Nick took off running.

Ignoring Nick, Amanda focused on Kyrian. “I’m not going to let you die,” she insisted, her tone high-pitched and sharp. “Damn it, Kyrian, you can’t die like this and become a Shade. I won’t let you.”

The tender look in his eyes stole her breath. “I’m only sorry I failed you. I wish I could have been the hero you deserved.”

Amanda took his face in her hands and made him look at her. Her hands shook as she wiped the blood away from his lips and nose. “Don’t you dare give up. Do you hear me? If you die, who’s to say Desiderius won’t get Talon, too? Fight for me, Kyrian. Please!”

Kyrian grimaced. “It’s all right, Amanda. I’m just glad you found me. I didn’t want to die alone … again.”

Her heart lurched at the words as tears fell down her face. No! The scream reverberated through her soul.

She couldn’t let him die. Not like this. Not after he had protected and cared for her. Not after he had come to mean so much to her.
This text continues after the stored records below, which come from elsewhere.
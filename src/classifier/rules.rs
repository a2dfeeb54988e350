use chrono::NaiveDateTime;

use crate::models::{EntryType, LogEntry};

pub const DUMPING_STACKS_MARKER: &str = "Dumping Stacks";
pub const DUMPING_STACK_MARKER: &str = "Dumping Stack ";
pub const WARNING_MARKER: &str = " warning: ";
pub const ERROR_MARKER: &str = " error: ";

/// chrono format for the bracket body, e.g. `07/29/2025 - 01:00:00PM`.
const TIMESTAMP_FORMAT: &str = "%m/%d/%Y - %I:%M:%S%p";

/// Marker table in priority order. The first hit wins.
const MARKERS: [(&str, EntryType); 4] = [
    (DUMPING_STACKS_MARKER, EntryType::DumpingStacks),
    (DUMPING_STACK_MARKER, EntryType::DumpingStack),
    (WARNING_MARKER, EntryType::Warning),
    (ERROR_MARKER, EntryType::Error),
];

/// Classify a single raw line. Never fails: anything unrecognisable becomes `Unknown`.
pub fn classify(line: &str, line_number: Option<u64>) -> LogEntry {
    let (timestamp, rest) = match split_timestamp(line) {
        Some((ts, rest)) => (Some(ts), rest),
        None => (None, line),
    };

    let entry_type = MARKERS
        .iter()
        .find(|(marker, _)| line.contains(marker))
        .map(|(_, kind)| *kind)
        .unwrap_or(if timestamp.is_some() {
            EntryType::Info
        } else {
            EntryType::Unknown
        });

    LogEntry {
        timestamp,
        content: rest.trim().to_string(),
        entry_type,
        line_number,
    }
}

/// Classify a batch, numbering lines from 1 in input order.
pub fn classify_all<I, S>(lines: I) -> Vec<LogEntry>
where
    I: IntoIterator<Item = S>,
    S: AsRef<str>,
{
    lines
        .into_iter()
        .enumerate()
        .map(|(idx, line)| classify(line.as_ref(), Some(idx as u64 + 1)))
        .collect()
}

/// Splits `[MM/DD/YYYY - HH:MM:SSAM] rest` into its timestamp and the remaining text.
fn split_timestamp(line: &str) -> Option<(NaiveDateTime, &str)> {
    let body = line.strip_prefix('[')?;
    let close = body.find(']')?;
    let stamp = body[..close].trim();
    let parsed = NaiveDateTime::parse_from_str(stamp, TIMESTAMP_FORMAT).ok()?;
    Some((parsed, &body[close + 1..]))
}
use chrono::Utc;

use crate::models::{EntryType, LogEntry, Statistics};

use super::rules::classify_all;

/// Sum classified entries into a snapshot stamped with the current time.
pub fn aggregate<'a, I>(entries: I) -> Statistics
where
    I: IntoIterator<Item = &'a LogEntry>,
{
    let mut dumps = 0u64;
    let mut stacks = 0u64;
    let mut warnings = 0u64;
    let mut errors = 0u64;

    for entry in entries {
        match entry.entry_type {
            EntryType::DumpingStacks => dumps += 1,
            EntryType::DumpingStack => stacks += 1,
            EntryType::Warning => warnings += 1,
            EntryType::Error => errors += 1,
            EntryType::Info | EntryType::Unknown => {}
        }
    }

    Statistics::new(Utc::now(), dumps, stacks, warnings, errors)
}

/// Raw lines straight to counters.
pub fn aggregate_lines<I, S>(lines: I) -> Statistics
where
    I: IntoIterator<Item = S>,
    S: AsRef<str>,
{
    let entries = classify_all(lines);
    aggregate(&entries)
}

#[cfg(test)]
mod tests {
    use super::*;

    #[test]
    fn aggregates_reference_scenario() {
        let lines = [
            "[07/29/2025 - 01:00:00PM] Dumping Stacks",
            "[07/29/2025 - 01:00:01PM] warning: x",
            "[07/29/2025 - 01:00:02PM] error: y",
            "[07/29/2025 - 01:00:03PM] Dumping Stack 1:",
        ];

        let stats = aggregate_lines(lines);
        assert_eq!(stats.dumps, 1);
        assert_eq!(stats.stacks, 1);
        assert_eq!(stats.warnings, 1);
        assert_eq!(stats.errors, 1);
        assert_eq!(stats.ratio, 1.0);
    }

    #[test]
    fn info_and_unknown_do_not_count() {
        let stats = aggregate_lines([
            "[07/29/2025 - 01:00:00PM] server started",
            "garbage \u{0} \u{fffd}",
            "[not a timestamp] Dumping",
        ]);

        assert!(stats.same_counts(&Statistics::empty(Utc::now())));
        assert_eq!(stats.ratio, 0.0);
    }

    #[test]
    fn empty_input_gives_zero_snapshot() {
        let stats = aggregate(&Vec::<LogEntry>::new());
        assert_eq!((stats.dumps, stats.stacks, stats.warnings, stats.errors), (0, 0, 0, 0));
    }

    #[test]
    fn ratio_with_multiple_stacks_per_dump() {
        let stats = aggregate_lines([
            "[07/29/2025 - 01:00:00PM] Dumping Stacks",
            "[07/29/2025 - 01:00:00PM] Dumping Stack 1:",
            "[07/29/2025 - 01:00:00PM] Dumping Stack 2:",
            "[07/29/2025 - 01:00:00PM] Dumping Stack 3:",
            "[07/29/2025 - 01:00:00PM] Dumping Stack 4:",
        ]);

        assert_eq!(stats.dumps, 1);
        assert_eq!(stats.stacks, 4);
        assert_eq!(stats.ratio, 0.25);
    }
}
Over and over in her mind, she pictured her precious Dark-Hunter roaming the earth trapped between worlds. Forever hungry. Forever alone.

She couldn’t allow that to happen.

Nick returned with a crowbar in his hands.

“What are you doing?”

Nick gave her a hard stare. “I’m not going to let him die like this. I’m going to get him free.” He tried to pry the nail out of Kyrian’s hand.

Kyrian drew rigid from the pain.

“No!” Amanda shouted.

Nick went flying. “What the hell?”

Before she knew what she was doing, she felt her powers well up inside her. They surged forward like a waterfall, out of her control.

In that instant, the nails came free of Kyrian’s body and he fell into her arms. “Help me, Nick,” she breathed, trying to stay on her feet and hold him up.

Nick was aghast.

Shaking off his stupor, Nick picked Kyrian up in his arms. He staggered from the weight of him, but made his way to the car as fast as he could. “We still don’t have enough time to get him home before sunrise,” he panted out in broken syllables.

“We can take him to my sister’s. She only lives a block over.”

“Which sister?”

“Esmeralda. You met her earlier, the one with the long black hair.”

“The voodoo high priestess?”

“No, the midwife.”

Without another word, Nick drove them to Essie’s house in record time. It took some doing, but they managed to get Kyrian to the porch just as the sun started to rise over the roof opposite them.

Amanda pounded on the door to her sister’s narrow Victorian home. “Esmeralda? Hurry! Open the door.”

She saw her sister’s shadow through the Victorian lace curtain an instant before the doorknob turned. Amanda shoved the door open and Nick carried Kyrian into the foyer without a second to spare.

“Pull the shades down,” Nick ordered Esmeralda as he laid Kyrian on the dark green contemporary sofa.

“Excuse me?” Esmeralda asked. “What is this?”

“Just do it, Essie, I’ll explain in a minute.”

Reluctantly, Essie followed Nick’s orders.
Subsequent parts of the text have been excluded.